Regulierungsferien für Telekom: Berlin droht Niederlage
Die EU-Kommission hatte die Bundesregierung verklagt, weil Berlin der Telekom zumindest zeitweise erlauben wollte, nach dem milliardenschweren Ausbau des Breitbandnetzes die neuen Netze Wettbewerbern vorzuenthalten.
Im Fall der umstrittenen Regulierungsferien für die Deutsche Telekom beim Aufbau des Breitbandnetzes droht Deutschland eine Niederlage vor dem Europäischen Gerichtshof (EuGH). In seinem Schlussantrag schlug Generalanwalt Miguel Poiares Maduro den obersten EU-Richtern vor festzustellen, dass die Bundesrepublik mit den entsprechenden Änderungen im Telekommunikationsgesetz (TKG) gegen Europarecht verstoßen habe. Üblicherweise folgt der EuGH den Empfehlungen des Generalanwalts. (Rechtssache C-424/07).

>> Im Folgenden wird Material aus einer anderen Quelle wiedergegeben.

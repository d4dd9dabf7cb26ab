use crate::store::{IdSource, RepositoryError};

use super::domain::{CreditDecision, CreditDecisionLog};

pub trait CreditIntegrationRepository: IdSource {
    fn credit_decisions(&self) -> Result<Vec<CreditDecision>, RepositoryError>;
    fn insert_credit_decision(
        &self,
        decision: CreditDecision,
    ) -> Result<CreditDecision, RepositoryError>;
    fn credit_decision_logs(&self) -> Result<Vec<CreditDecisionLog>, RepositoryError>;
    fn insert_credit_decision_log(
        &self,
        log: CreditDecisionLog,
    ) -> Result<CreditDecisionLog, RepositoryError>;
}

Die Europäische Kommission hatte die Bundesregierung 2007 vor dem EuGH verklagt, weil Berlin dem Bonner Konzern zumindest zeitweise erlauben wollte, nach dem milliardenschweren Ausbau des Breitbandnetzes die neuen Netze Wettbewerbern vorzuenthalten. Auch in den jüngsten Beratungen zum EU- Konjunkturpaket hatte sich die Bundesregierung für Investitionsanreize in Form gelockerter Wettbewerbsregeln für die Deutsche Telekom eingesetzt. Berlin ist der größte Anteilseigner an dem Ex-Monopolisten.

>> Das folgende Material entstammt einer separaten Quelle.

use crate::store::{IdSource, RepositoryError};

use super::answer::{Answer, AnswerId, Attachment, AttachmentId};
use super::domain::{FieldType, Form, FormId};

/// Storage for forms, field types, answers, and attachments.
pub trait FormRepository: IdSource {
    fn forms(&self) -> Result<Vec<Form>, RepositoryError>;
    fn form(&self, id: FormId) -> Result<Option<Form>, RepositoryError>;
    fn insert_form(&self, form: Form) -> Result<Form, RepositoryError>;
    fn update_form(&self, form: Form) -> Result<Form, RepositoryError>;
    /// Fails with `Protected` while answers or plot searches reference the form.
    fn delete_form(&self, id: FormId) -> Result<Form, RepositoryError>;

    fn field_types(&self) -> Result<Vec<FieldType>, RepositoryError>;
    fn insert_field_type(&self, field_type: FieldType) -> Result<FieldType, RepositoryError>;

    fn answers(&self) -> Result<Vec<Answer>, RepositoryError>;
    fn answer(&self, id: AnswerId) -> Result<Option<Answer>, RepositoryError>;
    /// Stores the answer and binds `attachments` to it in one step.
    fn insert_answer(
        &self,
        answer: Answer,
        attachments: &[AttachmentId],
    ) -> Result<Answer, RepositoryError>;

    fn attachments(&self) -> Result<Vec<Attachment>, RepositoryError>;
    fn insert_attachment(&self, attachment: Attachment) -> Result<Attachment, RepositoryError>;
    fn delete_attachment(&self, id: AttachmentId) -> Result<Attachment, RepositoryError>;

    fn attachment(&self, id: AttachmentId) -> Result<Option<Attachment>, RepositoryError> {
        Ok(self
            .attachments()?
            .into_iter()
            .find(|attachment| attachment.id == id))
    }
}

Nach Firmenangaben kostet der Ausbau der Netze in Deutschland in den kommenden 10 bis 15 Jahren bis zu 50 Milliarden Euro. Nach Einschätzung der EU-Kommission gibt es in Deutschland insbesondere auf dem Land nicht genug Breitbandversorgung.
In seinem Schlussantrag stellte der Generalanwalt fest, dass die im Februar 2007 in Kraft getretenen Änderungen am TKG unter anderem die zuständige Regulierungsbehörde – die Bundesnetzagentur – zwingen sollten, bei ihren Entscheidungen "insbesondere das Ziel der Förderung von Infrastrukturinvestitionen und Innovationen zu berücksichtigen". "Offenbar hatte sich vor Erlass dieser Änderungen der etablierte deutsche Telekommunikationsbetreiber (Deutsche Telekom) dafür eingesetzt, das Breitbandnetz, dessen Bau er plante, von Regulierungseingriffen (nämlich Zwangszugang zu regulierten Preisen) freizustellen", hieß es.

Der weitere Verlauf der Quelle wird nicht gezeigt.